━━ GIVEN INFORMATION
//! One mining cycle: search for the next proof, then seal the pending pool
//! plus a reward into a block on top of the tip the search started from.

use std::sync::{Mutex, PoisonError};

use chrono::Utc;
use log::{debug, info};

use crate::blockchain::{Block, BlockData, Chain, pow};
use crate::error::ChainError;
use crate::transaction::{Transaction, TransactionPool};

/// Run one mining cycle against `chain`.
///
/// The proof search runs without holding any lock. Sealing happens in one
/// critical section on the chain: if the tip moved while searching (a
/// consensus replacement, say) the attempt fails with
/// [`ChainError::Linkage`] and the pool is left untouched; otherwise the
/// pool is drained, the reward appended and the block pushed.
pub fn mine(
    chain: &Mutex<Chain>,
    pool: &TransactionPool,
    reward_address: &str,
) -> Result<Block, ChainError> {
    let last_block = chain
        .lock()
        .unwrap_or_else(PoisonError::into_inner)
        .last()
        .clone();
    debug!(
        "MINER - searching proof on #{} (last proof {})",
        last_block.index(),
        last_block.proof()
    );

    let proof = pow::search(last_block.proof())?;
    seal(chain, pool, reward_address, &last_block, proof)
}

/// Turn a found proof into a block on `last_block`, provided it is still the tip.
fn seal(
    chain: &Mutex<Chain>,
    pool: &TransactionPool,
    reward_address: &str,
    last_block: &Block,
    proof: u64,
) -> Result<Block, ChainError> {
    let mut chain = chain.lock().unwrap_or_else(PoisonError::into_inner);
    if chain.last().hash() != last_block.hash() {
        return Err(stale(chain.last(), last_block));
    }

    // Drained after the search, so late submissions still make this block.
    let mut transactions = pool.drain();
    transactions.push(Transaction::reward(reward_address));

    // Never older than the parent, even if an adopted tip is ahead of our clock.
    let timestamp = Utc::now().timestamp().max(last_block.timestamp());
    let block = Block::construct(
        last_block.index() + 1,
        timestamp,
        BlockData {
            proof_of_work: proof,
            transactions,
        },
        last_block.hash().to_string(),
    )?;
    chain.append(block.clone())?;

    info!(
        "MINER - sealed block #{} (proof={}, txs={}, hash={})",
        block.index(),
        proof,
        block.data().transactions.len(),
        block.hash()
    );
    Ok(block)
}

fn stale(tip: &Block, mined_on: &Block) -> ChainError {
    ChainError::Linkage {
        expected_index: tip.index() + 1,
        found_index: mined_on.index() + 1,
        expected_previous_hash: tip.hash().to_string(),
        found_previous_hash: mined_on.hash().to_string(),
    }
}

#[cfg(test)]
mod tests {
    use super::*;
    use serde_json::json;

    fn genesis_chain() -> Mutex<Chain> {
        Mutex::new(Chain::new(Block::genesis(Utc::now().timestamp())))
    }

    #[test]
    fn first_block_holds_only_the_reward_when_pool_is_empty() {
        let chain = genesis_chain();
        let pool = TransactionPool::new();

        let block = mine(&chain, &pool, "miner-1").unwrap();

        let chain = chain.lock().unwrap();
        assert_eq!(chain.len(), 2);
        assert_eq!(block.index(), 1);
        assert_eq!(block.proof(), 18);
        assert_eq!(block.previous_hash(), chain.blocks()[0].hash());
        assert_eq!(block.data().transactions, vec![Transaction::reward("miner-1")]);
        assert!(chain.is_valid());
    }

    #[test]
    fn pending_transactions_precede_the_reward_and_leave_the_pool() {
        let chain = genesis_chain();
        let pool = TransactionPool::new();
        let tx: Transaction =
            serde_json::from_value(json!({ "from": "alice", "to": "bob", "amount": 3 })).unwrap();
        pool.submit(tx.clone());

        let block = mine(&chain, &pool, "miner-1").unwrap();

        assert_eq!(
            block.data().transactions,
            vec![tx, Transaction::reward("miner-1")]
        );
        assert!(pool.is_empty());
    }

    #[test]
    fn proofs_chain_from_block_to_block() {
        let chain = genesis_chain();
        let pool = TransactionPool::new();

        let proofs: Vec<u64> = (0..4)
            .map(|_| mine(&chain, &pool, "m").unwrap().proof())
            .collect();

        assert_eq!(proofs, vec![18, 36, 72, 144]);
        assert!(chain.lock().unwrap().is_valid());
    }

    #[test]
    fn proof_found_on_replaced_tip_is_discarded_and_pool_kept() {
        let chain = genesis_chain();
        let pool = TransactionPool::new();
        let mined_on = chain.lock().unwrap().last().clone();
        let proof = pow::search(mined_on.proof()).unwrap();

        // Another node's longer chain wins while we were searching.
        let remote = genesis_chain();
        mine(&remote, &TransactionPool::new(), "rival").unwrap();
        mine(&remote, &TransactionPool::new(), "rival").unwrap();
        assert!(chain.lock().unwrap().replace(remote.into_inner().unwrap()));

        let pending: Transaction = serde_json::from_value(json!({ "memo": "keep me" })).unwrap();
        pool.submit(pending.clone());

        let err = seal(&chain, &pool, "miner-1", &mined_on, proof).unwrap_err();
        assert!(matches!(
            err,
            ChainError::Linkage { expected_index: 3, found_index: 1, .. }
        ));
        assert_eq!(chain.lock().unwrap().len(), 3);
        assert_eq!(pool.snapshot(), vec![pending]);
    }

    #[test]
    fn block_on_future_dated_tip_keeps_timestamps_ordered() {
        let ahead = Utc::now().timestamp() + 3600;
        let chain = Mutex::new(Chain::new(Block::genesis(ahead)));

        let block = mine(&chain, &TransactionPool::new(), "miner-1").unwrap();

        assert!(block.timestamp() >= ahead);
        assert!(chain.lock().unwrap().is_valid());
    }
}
━━━━
§ **ASSIGNMENT**
Line by line, transcribe all of the records exactly.

§ **EXPECTED ANSWER**
//! One mining cycle: search for the next proof, then seal the pending pool
//! plus a reward into a block on top of the tip the search started from.

use std::sync::{Mutex, PoisonError};

use chrono::Utc;
use log::{debug, info};

use crate::blockchain::{Block, BlockData, Chain, pow};
use crate::error::ChainError;
use crate::transaction::{Transaction, TransactionPool};

/// Run one mining cycle against `chain`.
///
/// The proof search runs without holding any lock. Sealing happens in one
/// critical section on the chain: if the tip moved while searching (a
/// consensus replacement, say) the attempt fails with
/// [`ChainError::Linkage`] and the pool is left untouched; otherwise the
/// pool is drained, the reward appended and the block pushed.
pub fn mine(
    chain: &Mutex<Chain>,
    pool: &TransactionPool,
    reward_address: &str,
) -> Result<Block, ChainError> {
    let last_block = chain
        .lock()
        .unwrap_or_else(PoisonError::into_inner)
        .last()
        .clone();
    debug!(
        "MINER - searching proof on #{} (last proof {})",
        last_block.index(),
        last_block.proof()
    );

    let proof = pow::search(last_block.proof())?;
    seal(chain, pool, reward_address, &last_block, proof)
}

/// Turn a found proof into a block on `last_block`, provided it is still the tip.
fn seal(
    chain: &Mutex<Chain>,
    pool: &TransactionPool,
    reward_address: &str,
    last_block: &Block,
    proof: u64,
) -> Result<Block, ChainError> {
    let mut chain = chain.lock().unwrap_or_else(PoisonError::into_inner);
    if chain.last().hash() != last_block.hash() {
        return Err(stale(chain.last(), last_block));
    }

    // Drained after the search, so late submissions still make this block.
    let mut transactions = pool.drain();
    transactions.push(Transaction::reward(reward_address));

    // Never older than the parent, even if an adopted tip is ahead of our clock.
    let timestamp = Utc::now().timestamp().max(last_block.timestamp());
    let block = Block::construct(
        last_block.index() + 1,
        timestamp,
        BlockData {
            proof_of_work: proof,
            transactions,
        },
        last_block.hash().to_string(),
    )?;
    chain.append(block.clone())?;

    info!(
        "MINER - sealed block #{} (proof={}, txs={}, hash={})",
        block.index(),
        proof,
        block.data().transactions.len(),
        block.hash()
    );
    Ok(block)
}

fn stale(tip: &Block, mined_on: &Block) -> ChainError {
    ChainError::Linkage {
        expected_index: tip.index() + 1,
        found_index: mined_on.index() + 1,
        expected_previous_hash: tip.hash().to_string(),
        found_previous_hash: mined_on.hash().to_string(),
    }
}

#[cfg(test)]
mod tests {
    use super::*;
    use serde_json::json;

    fn genesis_chain() -> Mutex<Chain> {
        Mutex::new(Chain::new(Block::genesis(Utc::now().timestamp())))
    }

    #[test]
    fn first_block_holds_only_the_reward_when_pool_is_empty() {
        let chain = genesis_chain();
        let pool = TransactionPool::new();

        let block = mine(&chain, &pool, "miner-1").unwrap();

        let chain = chain.lock().unwrap();
        assert_eq!(chain.len(), 2);
        assert_eq!(block.index(), 1);
        assert_eq!(block.proof(), 18);
        assert_eq!(block.previous_hash(), chain.blocks()[0].hash());
        assert_eq!(block.data().transactions, vec![Transaction::reward("miner-1")]);
        assert!(chain.is_valid());
    }

    #[test]
    fn pending_transactions_precede_the_reward_and_leave_the_pool() {
        let chain = genesis_chain();
        let pool = TransactionPool::new();
        let tx: Transaction =
            serde_json::from_value(json!({ "from": "alice", "to": "bob", "amount": 3 })).unwrap();
        pool.submit(tx.clone());

        let block = mine(&chain, &pool, "miner-1").unwrap();

        assert_eq!(
            block.data().transactions,
            vec![tx, Transaction::reward("miner-1")]
        );
        assert!(pool.is_empty());
    }

    #[test]
    fn proofs_chain_from_block_to_block() {
        let chain = genesis_chain();
        let pool = TransactionPool::new();

        let proofs: Vec<u64> = (0..4)
            .map(|_| mine(&chain, &pool, "m").unwrap().proof())
            .collect();

        assert_eq!(proofs, vec![18, 36, 72, 144]);
        assert!(chain.lock().unwrap().is_valid());
    }

    #[test]
    fn proof_found_on_replaced_tip_is_discarded_and_pool_kept() {
        let chain = genesis_chain();
        let pool = TransactionPool::new();
        let mined_on = chain.lock().unwrap().last().clone();
        let proof = pow::search(mined_on.proof()).unwrap();

        // Another node's longer chain wins while we were searching.
        let remote = genesis_chain();
        mine(&remote, &TransactionPool::new(), "rival").unwrap();
        mine(&remote, &TransactionPool::new(), "rival").unwrap();
        assert!(chain.lock().unwrap().replace(remote.into_inner().unwrap()));

        let pending: Transaction = serde_json::from_value(json!({ "memo": "keep me" })).unwrap();
        pool.submit(pending.clone());

        let err = seal(&chain, &pool, "miner-1", &mined_on, proof).unwrap_err();
        assert!(matches!(
            err,
            ChainError::Linkage { expected_index: 3, found_index: 1, .. }
        ));
        assert_eq!(chain.lock().unwrap().len(), 3);
        assert_eq!(pool.snapshot(), vec![pending]);
    }

    #[test]
    fn block_on_future_dated_tip_keeps_timestamps_ordered() {
        let ahead = Utc::now().timestamp() + 3600;
        let chain = Mutex::new(Chain::new(Block::genesis(ahead)));

        let block = mine(&chain, &TransactionPool::new(), "miner-1").unwrap();

        assert!(block.timestamp() >= ahead);
        assert!(chain.lock().unwrap().is_valid());
    }
}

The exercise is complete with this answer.